Should the development of Arles rest on art and culture alone? Mayor de Carolis thinks they are vital. He says that, rather than being global culture interlopers, the likes of Luma and Octobre Numérique contribute to the city’s long-held, unparalleled status as a manufacturer of the visual image. He points to a legacy that runs from Roman statues and sculptures, to Catholic icons in churches, and the photography exhibited at the annual Rencontres d’Arles festival. This unique “DNA or imprint” means, in his eyes, that Arles was the natural site for a big hitter like Luma: “It’s like the Odéon theatre in Paris – boulevards plays don’t work there.”

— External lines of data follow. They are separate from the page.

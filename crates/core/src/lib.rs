pub mod fragment;
pub mod stats;

pub use fragment::{to_fragments, Detection, EngineOutput, Fragment};
pub use stats::median_or;
use serde::{Deserialize, Serialize};
use slipscan_core::{to_fragments, Fragment};
use std::path::{Path, PathBuf};
use std::sync::Arc;
use thiserror::Error;
use tokio::sync::mpsc;

use crate::clean::TextCleaner;
use crate::config::{ConfigError, PipelineConfig};
use crate::extract::ReceiptFieldParser;
use crate::layout::LayoutReconstructor;
use crate::recognizer::{OcrBackend, OcrError};
use crate::types::{CellBlock, LayoutResult, LayoutSummary, ParsedReceipt};

#[derive(Debug, Error)]
pub enum PipelineError {
    #[error("IO error: {0}")]
    Io(#[from] std::io::Error),
    #[error("OCR recognition failed: {0}")]
    Ocr(#[from] OcrError),
}

/// The result of a single receipt processing run.
#[derive(Debug, Clone, PartialEq, Serialize, Deserialize)]
pub struct OcrResult {
    pub fragments: Vec<Fragment>,
    /// Table text for multi-column layouts, plain top-down text otherwise.
    pub raw_text: String,
    pub parsed: ParsedReceipt,
    pub layout: LayoutSummary,
    /// Non-empty table cells with their row and column.
    pub blocks: Vec<CellBlock>,
}

/// Both analysis passes over one fragment set, without the recognizer.
pub struct Analyzer {
    layout: LayoutReconstructor,
    parser: ReceiptFieldParser,
}

impl Default for Analyzer {
    fn default() -> Self {
        let cleaner = Arc::new(TextCleaner::default());
        Self {
            layout: LayoutReconstructor::new(Default::default(), Arc::clone(&cleaner)),
            parser: ReceiptFieldParser::new(&Default::default(), cleaner),
        }
    }
}

impl Analyzer {
    pub fn new(config: &PipelineConfig) -> Result<Self, ConfigError> {
        let cleaner = Arc::new(TextCleaner::new(&config.cleaner)?);
        Ok(Self {
            layout: LayoutReconstructor::new(config.layout.clone(), Arc::clone(&cleaner)),
            parser: ReceiptFieldParser::new(&config.parser, cleaner),
        })
    }

    pub fn layout(&self, fragments: &[Fragment]) -> LayoutResult {
        self.layout.reconstruct(fragments)
    }

    pub fn parse(&self, fragments: &[Fragment]) -> ParsedReceipt {
        self.parser.parse(fragments)
    }

    /// Layout and field parsing run independently; the reconstructed text is not
    /// fed into the parser.
    pub fn analyze(&self, fragments: Vec<Fragment>) -> OcrResult {
        let layout = self.layout(&fragments);
        let parsed = self.parse(&fragments);
        let raw_text = layout.display_text(&fragments);
        OcrResult {
            blocks: layout.blocks(),
            layout: layout.summary(),
            raw_text,
            parsed,
            fragments,
        }
    }
}

/// Orchestrates: read → recognize → normalize → layout + field parsing.
pub struct ReceiptPipeline<R: OcrBackend> {
    recognizer: R,
    analyzer: Analyzer,
}

impl<R: OcrBackend> ReceiptPipeline<R> {
    pub fn new(recognizer: R) -> Self {
        Self { recognizer, analyzer: Analyzer::default() }
    }

    pub fn with_config(recognizer: R, config: &PipelineConfig) -> Result<Self, ConfigError> {
        Ok(Self { recognizer, analyzer: Analyzer::new(config)? })
    }

    pub fn analyzer(&self) -> &Analyzer {
        &self.analyzer
    }

    /// Process a file on disk.
    pub async fn process_file(&self, path: &Path) -> Result<OcrResult, PipelineError> {
        let bytes = tokio::fs::read(path).await?;
        self.process_bytes(&bytes)
    }

    /// Process raw recognizer input. No detections is not an error: the result is
    /// simply empty.
    pub fn process_bytes(&self, data: &[u8]) -> Result<OcrResult, PipelineError> {
        let detections = self.recognizer.recognize(data)?;
        tracing::info!("Detected {} text blocks", detections.len());
        Ok(self.analyzer.analyze(to_fragments(&detections)))
    }
}

// ── Watch-folder integration ──────────────────────────────────────────────────

/// Spawn a notify watcher on `watch_dir` that sends new file paths to `tx`.
/// The returned watcher must be kept alive for watching to continue.
pub fn spawn_intake_watcher(
    watch_dir: &Path,
    tx: mpsc::Sender<PathBuf>,
) -> notify::Result<impl notify::Watcher> {
    use notify::{EventKind, RecursiveMode, Watcher};

    let mut watcher = notify::recommended_watcher(move |event: notify::Result<notify::Event>| {
        if let Ok(ev) = event {
            if matches!(ev.kind, EventKind::Create(_)) {
                for path in ev.paths {
                    if tx.try_send(path).is_err() {
                        tracing::warn!("Intake queue full or closed, dropping event");
                    }
                }
            }
        }
    })?;

    watcher.watch(watch_dir, RecursiveMode::NonRecursive)?;
    Ok(watcher)
}

// ── Tests ─────────────────────────────────────────────────────────────────────
use std::collections::BTreeSet;

use slipscan_core::{median_or, Fragment};

use crate::config::LayoutConfig;
use crate::types::ColumnBand;

/// Splits the page into column bands by looking for large gaps between distinct
/// fragment x-starts.
#[derive(Debug, Clone)]
pub struct ColumnDetector {
    gap_factor: f64,
    min_gap: f64,
    tolerance: f64,
    fallback_width: f64,
}

impl Default for ColumnDetector {
    fn default() -> Self {
        Self::new(&LayoutConfig::default())
    }
}

impl ColumnDetector {
    pub fn new(config: &LayoutConfig) -> Self {
        Self {
            gap_factor: config.column_gap_factor,
            min_gap: config.min_column_gap,
            tolerance: config.column_tolerance,
            fallback_width: config.fallback_width,
        }
    }

    /// `max(median_width * gap_factor, min_gap)`.
    pub fn gap_threshold(&self, fragments: &[Fragment]) -> f64 {
        let median_width = median_or(fragments.iter().map(|f| f.w), self.fallback_width);
        (median_width * self.gap_factor).max(self.min_gap)
    }

    /// Column bands sorted by `start_x`. Never empty: with no fragments, or no gap at
    /// or above the threshold, there is exactly one band.
    pub fn detect(&self, fragments: &[Fragment]) -> Vec<ColumnBand> {
        // x-starts are truncated to whole pixels before deduplication.
        let x_starts: Vec<i64> = fragments
            .iter()
            .map(|f| f.x as i64)
            .collect::<BTreeSet<_>>()
            .into_iter()
            .collect();

        let Some(&first) = x_starts.first() else {
            return vec![ColumnBand { start_x: 0.0 }];
        };

        let threshold = self.gap_threshold(fragments);
        // x-starts saturate at the i64 range, so the difference must too.
        let gaps: Vec<(i64, i64)> = x_starts
            .windows(2)
            .map(|w| (w[1].saturating_sub(w[0]), w[1]))
            .collect();

        if tracing::enabled!(tracing::Level::DEBUG) {
            let mut largest: Vec<i64> = gaps.iter().map(|&(g, _)| g).collect();
            largest.sort_unstable_by(|a, b| b.cmp(a));
            largest.truncate(5);
            tracing::debug!("X gaps (largest 5): {largest:?}, threshold: {threshold:.0}px");
        }

        // Every qualifying gap opens a band, even when several are the same size.
        let bands: Vec<ColumnBand> = std::iter::once(first)
            .chain(
                gaps.iter()
                    .filter(|&&(gap, _)| gap as f64 >= threshold)
                    .map(|&(_, x)| x),
            )
            .map(|x| ColumnBand { start_x: x as f64 })
            .collect();

        tracing::debug!(
            "Column boundaries ({}): {:?}",
            bands.len(),
            bands.iter().map(|b| b.start_x).collect::<Vec<_>>()
        );
        bands
    }

    /// Index of the last band whose start, less the tolerance, is at or left of the
    /// fragment. Fragments left of every band fall into band 0.
    pub fn assign(&self, bands: &[ColumnBand], fragment: &Fragment) -> usize {
        bands
            .iter()
            .rposition(|b| fragment.x >= b.start_x - self.tolerance)
            .unwrap_or(0)
    }
}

Carrie Mae Weems exhibition at Luma Arles
Can exhibitions at Luma Arles inspire people from deprived areas, or is art irrelevant to those struggling with poverty? Photograph: Victor&Simon - Iris Millot

De Carolis’s critics say that the former journalist, who used to be president of the national state broadcaster, France Télévisions, is taking the communications approach to civic development, without meaningfully combating deeper problems. Baptiste Hédouin, a geography student at Aix-Marseille University who was attending the Octobre Numériques launch, says: “He wants to make a postcard city out of Arles, where the majority of investment goes to repairing the streets and certain historic attractions.” “In terms of jobs and economic development, he’s not interested if it doesn’t concern his ‘city of the image’, which I find rather backward conceptually.”

To some extent, de Carolis’s hands are tied by the city’s financial constraints – its debts run to more than €100m and €40m has been reserved for the long-overdue regeneration of Griffeuille and other working-class neighbourhoods. The town hall is also grappling with a Europe-wide conundrum: how to tame the Airbnb beast. It has raised the tax on second homes to 60%, though given that 81% of Airbnb rentals in Arles are primary residences, it may have limited effect. It’s also examining the countermeasures other European cities are taking.

Given the speed of Arles’s resurgence, the municipality is not in an easy position. With the Luma Foundation, it is asking local people to believe in its cultural vision. In late afternoon, the sweeping quaysides are bathed in amber light, as twentysomething hipsters picnic while fishers zip down the Rhone in speedboats. But it could be too early, and too naive, to ask everyone to see the city through an artist’s eyes just yet. “I do have to say that maybe things are going a bit too fast here,” says Bouhayati. “Because, I mean, cities need time to process, to metabolise things.”